Has he now ruined that by calling Bigfoot a hoax?
Mitt may not share Tea Party views on science and conspiracy theories
But given all Mitt’s hard work to pander to members of the far right,
I’d hate to think this would cause him to lose them… but it might.
Does Bigfoot exist? Possibly, but in my view, misidentification and outright fraud are more likely explanations for most if not all of the sightings and other “evidence,” given that no bigfoot remains have ever been found. I do however believe that there is a much higher possibility that Bigfoot exists than that Republican economic policy will work to bring America out of the current GOP recession.

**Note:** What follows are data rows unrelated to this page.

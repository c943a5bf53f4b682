//! Hydrate Test Utilities
//!
//! Shared test infrastructure for the workspace:
//! - A scriptable in-memory bulk fetcher
//! - Record fixtures and a ready-made CRM-style schema
//! - Proptest generators
//! - Assertions for cache-specific outcomes

use std::collections::{HashMap, HashSet};
use std::sync::atomic::{AtomicUsize, Ordering};
use std::sync::{Arc, Mutex, MutexGuard, PoisonError};
use std::time::Duration;

use async_trait::async_trait;

// Re-export core types for convenience
pub use hydrate_core::{
    record_from_pairs, CacheConfig, FetchError, HydrateError, HydrateResult, IdFormatter, Record,
    SchemaError,
};
pub use hydrate_storage::{
    BuildRequest, BulkFetcher, FetchContext, HydrationCache, SchemaRegistry, TableSchema,
};

fn lock<T>(mutex: &Mutex<T>) -> MutexGuard<'_, T> {
    mutex.lock().unwrap_or_else(PoisonError::into_inner)
}

// ============================================================================
// MOCK FETCHER
// ============================================================================

/// One recorded call to [`MockBulkFetcher::fetch`].
#[derive(Debug, Clone, PartialEq, Eq)]
pub struct FetchCall {
    pub table: String,
    pub fields: Option<Vec<String>>,
    /// Ids exactly as the cache passed them, formatter applied.
    pub ids: Vec<String>,
}

/// In-memory bulk fetcher backed by a map of records.
///
/// Ids arriving wrapped in single quotes are unquoted before lookup, so the
/// same mock works with the identity and the single-quoted formatter.
#[derive(Debug)]
pub struct MockBulkFetcher {
    primary_key: String,
    source: Mutex<HashMap<String, Record>>,
    calls: Mutex<Vec<FetchCall>>,
    failing_calls: Mutex<HashSet<usize>>,
    delay: Option<Duration>,
    in_flight: AtomicUsize,
    max_in_flight: AtomicUsize,
}

impl MockBulkFetcher {
    pub fn new(primary_key: impl Into<String>) -> Self {
        Self {
            primary_key: primary_key.into(),
            source: Mutex::new(HashMap::new()),
            calls: Mutex::new(Vec::new()),
            failing_calls: Mutex::new(HashSet::new()),
            delay: None,
            in_flight: AtomicUsize::new(0),
            max_in_flight: AtomicUsize::new(0),
        }
    }

    /// Seed the source. Records without a string primary key are ignored.
    pub fn with_records<I>(self, records: I) -> Self
    where
        I: IntoIterator<Item = Record>,
    {
        for record in records {
            self.insert(record);
        }
        self
    }

    /// Sleep this long inside every call.
    pub fn with_delay(mut self, delay: Duration) -> Self {
        self.delay = Some(delay);
        self
    }

    /// Fail the `index`th call (0-based) with an upstream error.
    pub fn with_failing_call(self, index: usize) -> Self {
        lock(&self.failing_calls).insert(index);
        self
    }

    pub fn insert(&self, record: Record) {
        if let Some(id) = hydrate_core::string_field(&record, &self.primary_key) {
            let id = id.to_string();
            lock(&self.source).insert(id, record);
        }
    }

    /// Delete a record from the source, as if it vanished upstream.
    pub fn remove(&self, id: &str) {
        lock(&self.source).remove(id);
    }

    pub fn calls(&self) -> Vec<FetchCall> {
        lock(&self.calls).clone()
    }

    pub fn call_count(&self) -> usize {
        lock(&self.calls).len()
    }

    /// Every id requested so far, in call order.
    pub fn requested_ids(&self) -> Vec<String> {
        lock(&self.calls)
            .iter()
            .flat_map(|c| c.ids.iter().cloned())
            .collect()
    }

    /// Highest number of calls observed running at once.
    pub fn max_in_flight(&self) -> usize {
        self.max_in_flight.load(Ordering::SeqCst)
    }

    fn project(&self, record: &Record, fields: Option<&[String]>) -> Record {
        match fields {
            None => record.clone(),
            Some(fields) => record
                .iter()
                .filter(|(name, _)| *name == &self.primary_key || fields.contains(name))
                .map(|(name, value)| (name.clone(), value.clone()))
                .collect(),
        }
    }
}

#[async_trait]
impl BulkFetcher for MockBulkFetcher {
    async fn fetch(&self, ctx: &FetchContext, ids: &[String]) -> Result<Vec<Record>, FetchError> {
        let index = {
            let mut calls = lock(&self.calls);
            calls.push(FetchCall {
                table: ctx.table.clone(),
                fields: ctx.fields.clone(),
                ids: ids.to_vec(),
            });
            calls.len() - 1
        };

        let running = self.in_flight.fetch_add(1, Ordering::SeqCst) + 1;
        self.max_in_flight.fetch_max(running, Ordering::SeqCst);
        if let Some(delay) = self.delay {
            tokio::time::sleep(delay).await;
        }
        self.in_flight.fetch_sub(1, Ordering::SeqCst);

        if lock(&self.failing_calls).contains(&index) {
            return Err(FetchError::upstream(&ctx.table, "injected failure"));
        }

        let source = lock(&self.source);
        Ok(ids
            .iter()
            .map(|id| id.trim_matches('\''))
            .filter_map(|id| source.get(id))
            .map(|record| self.project(record, ctx.fields.as_deref()))
            .collect())
    }
}

// ============================================================================
// TEST FIXTURES
// ============================================================================

pub mod fixtures {
    //! Records and schemas shaped like a CRM: Accounts referenced by
    //! Opportunities, Cases and Orders through `AccountId`.

    use super::*;

    pub fn account(id: &str, name: &str) -> Record {
        record_from_pairs([("Id", id), ("Name", name)])
    }

    pub fn opportunity(id: &str, account_id: &str) -> Record {
        record_from_pairs([("Id", id), ("AccountId", account_id), ("StageName", "Prospecting")])
    }

    pub fn case(id: &str, account_id: &str) -> Record {
        record_from_pairs([("Id", id), ("AccountId", account_id), ("Status", "New")])
    }

    pub fn order(id: &str, account_id: &str) -> Record {
        record_from_pairs([("Id", id), ("AccountId", account_id), ("Status", "Draft")])
    }

    /// A registry over four tables. Only the Account fetcher is exposed; the
    /// child tables are populated through ingestion and never fetched.
    pub struct CrmFixture {
        pub registry: SchemaRegistry,
        pub accounts: Arc<MockBulkFetcher>,
    }

    impl CrmFixture {
        /// Build the fixture with `accounts` available upstream.
        pub fn new<I>(accounts: I) -> Self
        where
            I: IntoIterator<Item = Record>,
        {
            Self::from_fetcher(MockBulkFetcher::new("Id").with_records(accounts))
        }

        /// Build the fixture with nothing available upstream.
        pub fn empty() -> Self {
            Self::from_fetcher(MockBulkFetcher::new("Id"))
        }

        /// Build the fixture around a preconfigured Account fetcher.
        pub fn from_fetcher(accounts: MockBulkFetcher) -> Self {
            let accounts = Arc::new(accounts);
            let child = || Arc::new(MockBulkFetcher::new("Id")) as Arc<dyn BulkFetcher>;

            let registry = SchemaRegistry::new(vec![
                TableSchema::new("Account", "Id", Arc::clone(&accounts) as Arc<dyn BulkFetcher>),
                TableSchema::new("Opportunity", "Id", child())
                    .with_foreign_key("AccountId", "Account"),
                TableSchema::new("Case", "Id", child()).with_foreign_key("AccountId", "Account"),
                TableSchema::new("Order", "Id", child()).with_foreign_key("AccountId", "Account"),
            ])
            .unwrap_or_else(|e| panic!("fixture registry is valid: {}", e));

            Self { registry, accounts }
        }

        /// Create a cache over the fixture's registry.
        pub fn cache(&self, config: CacheConfig) -> HydrationCache {
            HydrationCache::new(self.registry.clone(), config)
                .unwrap_or_else(|e| panic!("fixture config is valid: {}", e))
        }
    }

    /// Accounts `prefix0 .. prefix{n-1}`.
    pub fn accounts(prefix: &str, n: usize) -> Vec<Record> {
        (0..n)
            .map(|i| account(&format!("{}{}", prefix, i), &format!("Account {}", i)))
            .collect()
    }
}

// ============================================================================
// PROPTEST GENERATORS
// ============================================================================

pub mod generators {
    use proptest::prelude::*;

    /// Record ids shaped like 18-character CRM keys, shortened.
    pub fn arb_id() -> impl Strategy<Value = String> {
        "[0-9A-Za-z]{3,10}"
    }

    /// Distinct ids, in generation order.
    pub fn arb_unique_ids(max: usize) -> impl Strategy<Value = Vec<String>> {
        proptest::collection::hash_set(arb_id(), 0..max).prop_map(|set| set.into_iter().collect())
    }

    /// Batch sizes, including the non-positive values that mean "default".
    pub fn arb_batch_size() -> impl Strategy<Value = i64> {
        prop_oneof![
            4 => 1i64..=20,
            1 => -5i64..=0,
        ]
    }
}

// ============================================================================
// CUSTOM ASSERTIONS
// ============================================================================

pub mod assertions {
    use super::*;

    /// Assert that a result is an unknown-table error naming `table`.
    #[track_caller]
    pub fn assert_unknown_table<T: std::fmt::Debug>(result: &HydrateResult<T>, table: &str) {
        match result {
            Err(HydrateError::Schema(SchemaError::UnknownTable { table: t })) => {
                assert_eq!(t, table, "Wrong table in UnknownTable error");
            }
            other => panic!("Expected UnknownTable({}), got: {:?}", table, other),
        }
    }

    /// Assert the pending ids of `table`, in drain order.
    #[track_caller]
    pub fn assert_pending(cache: &HydrationCache, table: &str, expected: &[&str]) {
        let pending: Vec<String> = cache
            .pending_ids(table)
            .unwrap_or_else(|e| panic!("pending_ids({}) failed: {}", table, e))
            .into_iter()
            .map(|p| p.id)
            .collect();
        assert_eq!(pending, expected, "Unexpected pending ids for {}", table);
    }

    /// Assert that `id` is cached in `table`.
    #[track_caller]
    pub fn assert_cached(cache: &HydrationCache, table: &str, id: &str) {
        match cache.peek(table, id) {
            Ok(Some(_)) => {}
            other => panic!("Expected {}/{} to be cached, got: {:?}", table, id, other),
        }
    }

    /// Assert that `id` is not cached in `table`.
    #[track_caller]
    pub fn assert_not_cached(cache: &HydrationCache, table: &str, id: &str) {
        match cache.peek(table, id) {
            Ok(None) => {}
            other => panic!("Expected {}/{} to be absent, got: {:?}", table, id, other),
        }
    }
}
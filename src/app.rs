use crate::command::Command;
use crate::config::Config;
use crate::game::{Game, Tick};
use crossterm::event::{poll, read, Event};
use rand::Rng;
use ratatui::{backend::Backend, Frame, Terminal};
use std::io;
use std::time::{Duration, Instant};
use tracing::info;

/// The terminal front-end: draws the game, feeds it key presses, and ticks it
/// at a fixed period.
#[derive(Clone, Debug)]
pub(crate) struct App<R = rand::rngs::ThreadRng> {
    game: Game<R>,
    ticker: Ticker,
    quitting: bool,
}

impl App<rand::rngs::ThreadRng> {
    pub(crate) fn new(config: Config) -> Self {
        App::with_game(Game::new(config.grid), config.tick_period)
    }
}

impl<R: Rng> App<R> {
    pub(crate) fn with_game(game: Game<R>, tick_period: Duration) -> App<R> {
        App {
            game,
            ticker: Ticker::new(tick_period),
            quitting: false,
        }
    }

    pub(crate) fn run<B: Backend>(mut self, mut terminal: Terminal<B>) -> io::Result<()> {
        self.game.start();
        while !self.quitting {
            terminal.draw(|frame| self.draw(frame))?;
            self.process_input()?;
        }
        info!(
            best_score = self.game.best_score(),
            deaths = self.game.deaths(),
            "Quitting"
        );
        Ok(())
    }

    fn draw(&self, frame: &mut Frame<'_>) {
        frame.render_widget(&self.game, frame.area());
    }

    /// Wait for either the next tick or the next input event, whichever
    /// comes first, and handle it.  While the game is not running, only
    /// input events are waited for.
    fn process_input(&mut self) -> io::Result<()> {
        if self.game.is_running() {
            let wait = self.ticker.remaining(Instant::now());
            if wait.is_zero() || !poll(wait)? {
                self.tick(Instant::now());
            } else {
                self.handle_event(read()?);
            }
        } else {
            self.handle_event(read()?);
        }
        Ok(())
    }

    fn tick(&mut self, now: Instant) {
        let outcome = self.game.tick();
        self.ticker.ticked(now);
        if outcome == Tick::Won {
            self.ticker.reset();
        }
    }

    fn handle_event(&mut self, event: Event) {
        let Some(cmd) = event.as_key_press_event().and_then(Command::from_key_event) else {
            return;
        };
        match cmd {
            Command::Quit => self.quitting = true,
            Command::Move(direction) => self.game.set_direction(direction),
            Command::Restart => {
                info!("Restart requested");
                self.game.restart();
                self.ticker.reset();
            }
        }
    }
}

/// Keeps track of when the next tick is due.
///
/// Ticks are scheduled a fixed period apart.  If the driver falls more than
/// a whole period behind, the schedule restarts from the late tick instead of
/// firing a burst of catch-up ticks.
#[derive(Clone, Copy, Debug, Eq, PartialEq)]
struct Ticker {
    period: Duration,
    next: Option<Instant>,
}

impl Ticker {
    fn new(period: Duration) -> Ticker {
        Ticker { period, next: None }
    }

    /// Return how long remains until the next tick, starting the clock at
    /// `now` if it isn't already running
    fn remaining(&mut self, now: Instant) -> Duration {
        let next = *self.next.get_or_insert(now + self.period);
        next.saturating_duration_since(now)
    }

    /// Record that a tick was performed at `now`
    fn ticked(&mut self, now: Instant) {
        let due = self.next.unwrap_or(now) + self.period;
        self.next = Some(if due > now { due } else { now + self.period });
    }

    /// Stop the clock; the next call to `remaining()` starts a fresh period
    fn reset(&mut self) {
        self.next = None;
    }
}
use crate::game::Direction;
use crossterm::event::{KeyCode, KeyEvent, KeyModifiers};

#[derive(Clone, Copy, Debug, Eq, PartialEq)]
pub(crate) enum Command {
    Quit,
    Move(Direction),
    Restart,
}

impl Command {
    pub(crate) fn from_key_event(ev: KeyEvent) -> Option<Command> {
        let normal_modifiers = KeyModifiers::NONE | KeyModifiers::SHIFT;
        if (ev.modifiers, ev.code) == (KeyModifiers::CONTROL, KeyCode::Char('c')) {
            return Some(Command::Quit);
        }
        if !normal_modifiers.contains(ev.modifiers) {
            return None;
        }
        match ev.code {
            KeyCode::Char('w' | 'W' | 'k') | KeyCode::Up => Some(Command::Move(Direction::Up)),
            KeyCode::Char('s' | 'S' | 'j') | KeyCode::Down => Some(Command::Move(Direction::Down)),
            KeyCode::Char('a' | 'A' | 'h') | KeyCode::Left => Some(Command::Move(Direction::Left)),
            KeyCode::Char('d' | 'D' | 'l') | KeyCode::Right => {
                Some(Command::Move(Direction::Right))
            }
            KeyCode::Char('r') => Some(Command::Restart),
            KeyCode::Char('q') | KeyCode::Esc => Some(Command::Quit),
            _ => None,
        }
    }
}
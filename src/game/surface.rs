use super::grid::Pixel;

/// What a painted square represents
#[derive(Clone, Copy, Debug, Eq, Hash, PartialEq)]
pub(crate) enum Tile {
    SnakeHead,
    SnakeBody,
    Food,
}

/// Something the game can draw itself onto.
///
/// The game describes its state as a series of filled squares with side
/// `side` pixels whose top-left corners are at `origin`; what a "pixel" is
/// depends on the implementation.
pub(crate) trait Surface {
    fn fill_square(&mut self, origin: Pixel, side: u16, tile: Tile);
}

/// A surface that just records what was drawn on it
#[cfg(test)]
#[derive(Clone, Debug, Default, Eq, PartialEq)]
pub(crate) struct Recorder(pub(crate) Vec<(Pixel, u16, Tile)>);

#[cfg(test)]
impl Surface for Recorder {
    fn fill_square(&mut self, origin: Pixel, side: u16, tile: Tile) {
        self.0.push((origin, side, tile));
    }
}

I was able to find some statistics from a report by Baylor University on belief in Bigfoot, but they were from 2007 and so didn’t include anything about the Tea Party. As one would expect, the main determinant of whether one believes in Bigfoot appears to be education: the less you have, the more (and more strongly) you believe (8% of non-high school grads believed Bigfoot “absolutely” exists, versus 1.4% for college grads and 0% for post-grads). I expected more Republicans to believe, but that unfortunately wasn’t the case (alas for my narrative), but the difference was very small (11.5% of Dems thought Bigfoot “probably” exists and 2.8% thought he “absolutely” exists, versus 11.7% and 1.6% for Repubs). However, it’s interesting to note that the numbers for Independents were higher (15.5% “probably” and 3.6% “absolutely”), and higher still for “Other” party adherents (35.3% “probably” and 20.6% “absolutely”). Remember that this survey was from 2007, before the birth of the GOP’s Tea Party wing. Dare I suggest therefore that the Tea Party born soon thereafter drew most heavily from the “Other” group, and from Independents who identified themselves as Bigfoot believers?